There are several factors responsible for being child labourer. They may be from both demand and supply or push and pull sides. Both sides may be equally responsible for the problems of child labour. Child labour is closely connected with migration. There are basically two approaches of migration, that is neo-classical and structural approach. Neo-classical economists emphasis the migration depends on individual's choice or decision. Migration proceeds in response to urban-rural differences in expectation rather than actual earnings (Todaro 1976). Migrants consider the various labour market opportunities available to them, as between the rural and urban sectors, and choose the one, which maximizes their `expected' gains from migration (Todaro 1992). This approach is less relevant to the child labourers. Making choice or decision to migrate, chances of getting job differ substantially from person to person for reasons that are social rather than random. Children may not have power to have decision. So, the idea of a `choice' to migrate becomes questionable. The structural approach considers migration as a process (Lewis 1954; Ranis and Fei 1961). This explains the process of rural-urban labour transfer. Labour from the predominantly rural primary sector (e.g., agriculture) would migrate to the urban, secondary or tertiary sector (i.e., manufacturing and services). This process would continue until all `surplus labour' is removed from agriculture and labour, and therefore population transfers from rural to urban locations as part of a process of capitalist development. Child migration is also a part of this process, which has been increasingly experienced in less developed countries like Nepal in present days. Both approaches see the migration as an economic matter only. There are also some other factors beyond economy, that is social factor, which also determines whether migration takes place or not.

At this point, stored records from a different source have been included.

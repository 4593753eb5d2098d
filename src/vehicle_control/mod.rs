mod drive_state;
mod outcome;
mod vehicle;

#[cfg(test)]
pub use drive_state::DriveState;
pub use vehicle::{Vehicle, VehicleSnapshot};
use serde::Serialize;
use strum_macros::{Display, EnumIter};

/// Coarse operating state derived from the engine flag and the current speed.
///
/// Engine off while moving is unreachable, so three states cover every
/// vehicle the state machine can produce.
#[derive(Debug, PartialEq, Eq, Clone, Copy, Hash, Display, EnumIter, Serialize)]
#[strum(serialize_all = "snake_case")]
#[serde(rename_all = "snake_case")]
pub enum DriveState {
    Idle,
    RunningStationary,
    RunningMoving,
}

impl DriveState {
    /// Derives the state from the raw engine flag and speed.
    pub fn derive(engine_running: bool, speed: f64) -> Self {
        match (engine_running, speed > 0.0) {
            (false, _) => DriveState::Idle,
            (true, false) => DriveState::RunningStationary,
            (true, true) => DriveState::RunningMoving,
        }
    }
}

impl From<&str> for DriveState {
    fn from(value: &str) -> Self {
        match value.to_lowercase().as_str() {
            "running_stationary" => DriveState::RunningStationary,
            "running_moving" => DriveState::RunningMoving,
            _ => DriveState::Idle,
        }
    }
}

Socio-cultural background and the !and distribution patterns are the roots of the child labour. In Nepal, legacy of the feudal rule is still apparent in the great influence that village elites, large landowners and money lenders exert over the poor (Sattaur 1993), which has been continued in Nepal. This system continues to oppress the mass poverty in Nepal. Debt bondage labour under the Kamaiya system and the domestic servants are the examples of this system. On the other hand, social indifference is also root of the child labour (Pradhan 1990). The poor parents exploit their children's labour because they do not have any alternative that the society provides for them and they do it because the society lets them. In fact, the problem of the child labour arises with the insensitivity of the society, as a whole towards a plight of children and with the ignorance which surrounds the whole issue.

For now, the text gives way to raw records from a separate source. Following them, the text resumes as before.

use super::{
    drive_state::DriveState,
    outcome::{IgnoreReason, Outcome},
};
use crate::{event, warn};
use serde::Serialize;

/// State machine of a single vehicle: engine, fuel and speed.
///
/// All mutating operations are chainable and never fail. A call whose
/// precondition does not hold leaves the state as it was and records an
/// [`Outcome::Ignored`] that can be read through [`Vehicle::last_outcome`].
#[derive(Debug, Clone)]
pub struct Vehicle {
    model: String,
    fuel_level: f64,
    speed: f64,
    max_speed: u32,
    engine_running: bool,
    last_outcome: Outcome,
}

/// Serializable copy of everything the dashboard reads from a [`Vehicle`].
#[derive(Debug, Clone, PartialEq, Serialize)]
pub struct VehicleSnapshot {
    pub model: String,
    pub fuel_level: f64,
    pub fuel_capacity: f64,
    pub fuel_fraction: f64,
    pub speed: f64,
    pub max_speed: u32,
    pub engine_running: bool,
    pub drive_state: DriveState,
    pub fuel_critical: bool,
}

impl Vehicle {
    /// Tank size shared by every vehicle.
    pub const FUEL_CAPACITY: f64 = 50.0;
    /// Fuel burned per unit of speed gained.
    const CONSUMPTION_PER_UNIT: f64 = 0.001;
    /// Fraction of the tank below which the fuel level counts as critical.
    const CRITICAL_FUEL_FRACTION: f64 = 0.1;
    /// Speed set by `drive_off`, also the fuel-accounting delta for it.
    const DRIVE_OFF_SPEED: f64 = 1.0;

    /// Lowest accepted top speed.
    const MIN_MAX_SPEED: u32 = 1;

    /// Creates a standing vehicle with the engine off. `initial_fuel` is
    /// capped at [`Vehicle::FUEL_CAPACITY`]; values below zero (or NaN) start empty.
    /// A top speed of zero is raised to 1.
    pub fn new(name: impl Into<String>, initial_fuel: f64, max_speed: u32) -> Self {
        let model = name.into();
        let fuel_level = if initial_fuel > 0.0 { initial_fuel.min(Self::FUEL_CAPACITY) } else { 0.0 };
        if max_speed < Self::MIN_MAX_SPEED {
            warn!("{model}: max speed {max_speed} is not positive, using {}", Self::MIN_MAX_SPEED);
        }
        Self {
            model,
            fuel_level,
            speed: 0.0,
            max_speed: max_speed.max(Self::MIN_MAX_SPEED),
            engine_running: false,
            last_outcome: Outcome::Applied,
        }
    }

    pub fn model(&self) -> &str { &self.model }
    pub fn fuel_level(&self) -> f64 { self.fuel_level }
    pub fn fuel_capacity(&self) -> f64 { Self::FUEL_CAPACITY }
    pub fn speed(&self) -> f64 { self.speed }
    pub fn max_speed(&self) -> u32 { self.max_speed }
    pub fn is_engine_running(&self) -> bool { self.engine_running }
    pub fn last_outcome(&self) -> Outcome { self.last_outcome }
    pub fn drive_state(&self) -> DriveState { DriveState::derive(self.engine_running, self.speed) }

    /// True while less than a tenth of the tank is left.
    pub fn is_fuel_critical(&self) -> bool {
        self.fuel_level < Self::FUEL_CAPACITY * Self::CRITICAL_FUEL_FRACTION
    }

    pub fn snapshot(&self) -> VehicleSnapshot {
        VehicleSnapshot {
            model: self.model.clone(),
            fuel_level: self.fuel_level,
            fuel_capacity: Self::FUEL_CAPACITY,
            fuel_fraction: self.fuel_level / Self::FUEL_CAPACITY,
            speed: self.speed,
            max_speed: self.max_speed,
            engine_running: self.engine_running,
            drive_state: self.drive_state(),
            fuel_critical: self.is_fuel_critical(),
        }
    }

    pub fn start_engine(&mut self) -> &mut Self {
        if self.fuel_level > 0.0 {
            self.engine_running = true;
            event!("{}: engine started", self.model);
            self.finish(Outcome::Applied)
        } else {
            self.finish(Outcome::Ignored(IgnoreReason::NoFuel))
        }
    }

    /// Engine off, vehicle halted. Idempotent.
    pub fn stop_engine(&mut self) -> &mut Self {
        self.halt();
        event!("{}: engine stopped", self.model);
        self.finish(Outcome::Applied)
    }

    /// Adds fuel up to the tank capacity, regardless of engine state.
    pub fn refuel(&mut self, amount: f64) -> &mut Self {
        if !Self::valid_magnitude("refuel", amount) {
            return self.finish(Outcome::Ignored(IgnoreReason::InvalidMagnitude));
        }
        self.fuel_level = (self.fuel_level + amount).min(Self::FUEL_CAPACITY);
        event!("{}: refueled {amount}, tank at {:.3}", self.model, self.fuel_level);
        self.finish(Outcome::Applied)
    }

    /// Speeds up by `delta` (capped at the maximum speed) and burns fuel for it.
    pub fn accelerate(&mut self, delta: f64) -> &mut Self {
        if !Self::valid_magnitude("accelerate", delta) {
            return self.finish(Outcome::Ignored(IgnoreReason::InvalidMagnitude));
        }
        if let Some(reason) = self.drive_blocker() {
            return self.finish(Outcome::Ignored(reason));
        }
        self.speed = (self.speed + delta).min(f64::from(self.max_speed));
        self.consume(delta);
        self.finish(Outcome::Applied)
    }

    /// Slows down by `delta`, never below zero. Works with the engine off.
    pub fn brake(&mut self, delta: f64) -> &mut Self {
        if !Self::valid_magnitude("brake", delta) {
            return self.finish(Outcome::Ignored(IgnoreReason::InvalidMagnitude));
        }
        self.speed = (self.speed - delta).max(0.0);
        self.finish(Outcome::Applied)
    }

    /// Pulls away from standstill at the minimum driving speed.
    #[allow(clippy::float_cmp)]
    pub fn drive_off(&mut self) -> &mut Self {
        if let Some(reason) = self.drive_blocker() {
            return self.finish(Outcome::Ignored(reason));
        }
        if self.speed != 0.0 {
            return self.finish(Outcome::Ignored(IgnoreReason::AlreadyMoving));
        }
        self.speed = Self::DRIVE_OFF_SPEED;
        self.consume(Self::DRIVE_OFF_SPEED);
        self.finish(Outcome::Applied)
    }

    /// Horn hook. Sound and display are up to the caller.
    pub fn honk(&mut self) -> &mut Self {
        event!("{}: honk", self.model);
        self.finish(Outcome::Applied)
    }

    /// Passthrough for observers that want to look at the state mid-chain.
    pub fn report_state(&mut self) -> &mut Self {
        event!(
            "{}: {} at {:.1}/{} with {:.3}/{} fuel",
            self.model,
            self.drive_state(),
            self.speed,
            self.max_speed,
            self.fuel_level,
            Self::FUEL_CAPACITY
        );
        self
    }

    fn drive_blocker(&self) -> Option<IgnoreReason> {
        if !self.engine_running {
            Some(IgnoreReason::EngineOff)
        } else if self.fuel_level <= 0.0 {
            Some(IgnoreReason::NoFuel)
        } else {
            None
        }
    }

    /// Burns fuel proportional to `delta`. Running dry stalls the engine
    /// within the same call.
    #[allow(clippy::float_cmp)]
    fn consume(&mut self, delta: f64) {
        let consumed = Self::CONSUMPTION_PER_UNIT * delta;
        self.fuel_level = (self.fuel_level - consumed).max(0.0);
        if self.fuel_level == 0.0 {
            warn!("{}: tank empty, engine stalled", self.model);
            self.halt();
        }
    }

    fn halt(&mut self) {
        self.engine_running = false;
        self.speed = 0.0;
    }

    fn valid_magnitude(op: &str, value: f64) -> bool {
        let valid = value.is_finite() && value >= 0.0;
        if !valid {
            warn!("Ignoring {op} with invalid magnitude {value}");
        }
        valid
    }

    fn finish(&mut self, outcome: Outcome) -> &mut Self {
        if let Outcome::Ignored(reason) = outcome {
            event!("{}: operation ignored ({reason})", self.model);
        }
        self.last_outcome = outcome;
        self
    }
}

Poverty may be seen with either of three main things in Nepalese context. They are land ownership or financial situation or food sufficiency for the family. People with less land directly mean that they have insufficient food for their living. National Planning Commission estimates that 6 per cent of the population owns 46 per cent of the cultivable land. Even though the Nepal is a country of agricultural economy, the agricultural system is traditional by nature. Many families do not have subsistence level of land. About 69 per cent of landholdings are less than one hectare in size (NESAC 1998:117). Most of the smallholdings provide enough food for stretches of three to eight months at a time and the people have to find work or food for the remainder of the year (Sattaur 1993). In some areas, the food is sufficient even for less than a month, that is, only 20 days in a year (Dahal 1989). For the rest of the days, people have to work outside home to earn money to buy food. Children are also part of the earners and critical for family survival among poor households. They contribute around 20-25 per cent of family income (ILO 1998).

CW/CCD (1997) reveals that the poverty has been reported as the leading reason for working outside (non-domestic work). The second main reason is parents who have been blamed for enforcing child labour. Financial trouble has been the principal cause which has led the children to be employed in industries. Lack of access to resources (poverty) has been the root cause of child labour in industries.

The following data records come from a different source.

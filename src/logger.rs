#[macro_export]
macro_rules! info {
    ($($arg:tt)*) => {
        println!("\x1b[32m[INFO] [{}]\x1b[0m {}", chrono::Utc::now().format("%H:%M:%S"), format!($($arg)*))
    };
}

#[macro_export]
macro_rules! log {
    ($($arg:tt)*) => {
        println!("\x1b[33m[LOG]  [{}]\x1b[0m {}", chrono::Utc::now().format("%H:%M:%S"), format!($($arg)*))
    };
}

#[macro_export]
macro_rules! warn {
    ($($arg:tt)*) => {
        println!("\x1b[35m[WARN] [{}]\x1b[0m {}", chrono::Utc::now().format("%H:%M:%S"), format!($($arg)*))
    };
}

#[macro_export]
macro_rules! error {
    ($($arg:tt)*) => {
        println!("\x1b[31m[ERROR][{}]\x1b[0m {}", chrono::Utc::now().format("%H:%M:%S"), format!($($arg)*))
    };
}

#[macro_export]
macro_rules! fatal {
    ($($arg:tt)*) => {
        panic!("\x1b[1;31m[FATAL][{}]\x1b[0m {}", chrono::Utc::now().format("%H:%M:%S"), format!($($arg)*))
    };
}

/// Raw dashboard frame output, no prefix so frames stay machine-readable.
#[macro_export]
macro_rules! frame {
    ($($arg:tt)*) => {
        println!("{}", format!($($arg)*))
    };
}

/// Transition trace, printed only when `LOG_VEHICLE_EVENTS` is set.
#[macro_export]
macro_rules! event {
    ($($arg:tt)*) => {
        if std::env::var("LOG_VEHICLE_EVENTS").is_ok() {
            println!("\x1b[36m[EVENT][{}]\x1b[0m {}", chrono::Utc::now().format("%H:%M:%S"), format!($($arg)*))
        }
    };
}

ILO (1995) concludes that the major causes of child labour in Nepal are identified as abject poverty and financial pressure, unemployment/ underemployment, family disruption, lack of alternatives, inadequacy of education system, inadequate enforcement of legislation, abduction/deception and prevalence of public attitudes and values which tolerate and sometimes condone child labour.

CWIN (1989) notes that the 100 per cent of the children reported that they leave home expecting better life in the city. About 60 per cent of the children reported that they leave home due to too much work at home and no chances to go to school and 27 per cent reported due to step parent's maltreatment. On the other hand, the main reason why they do work is poverty (100%). About 24 per cent report that they work due to death of earning member of family.

Table 8 sums up reasons why children leave home. CWS (1996) found that the principal reasons why children leave home is domestic problems (25.2%). This is followed by personal reasons (21.5%), other's influence (16.8%) and by poverty reasons (11.6%). INSEC (1996) found that 43 per cent of the total children reported that they left home due to parent's suggestion. Poverty reason comes at second position (19.5%) and personal reasons at third (14%). But, Gurung (1999) found the poverty reason (31%) is the principal reason why children leave home. The next main reason is parent's suggestion (22.8%) and domestic problems (15.5%). Other's influence and personal reasons are also found to be important. However, according to the result provided by various studies, poverty, parent's suggestion, domestic problems, and personal reasons are found to be most important and common reasons behind children leaving home.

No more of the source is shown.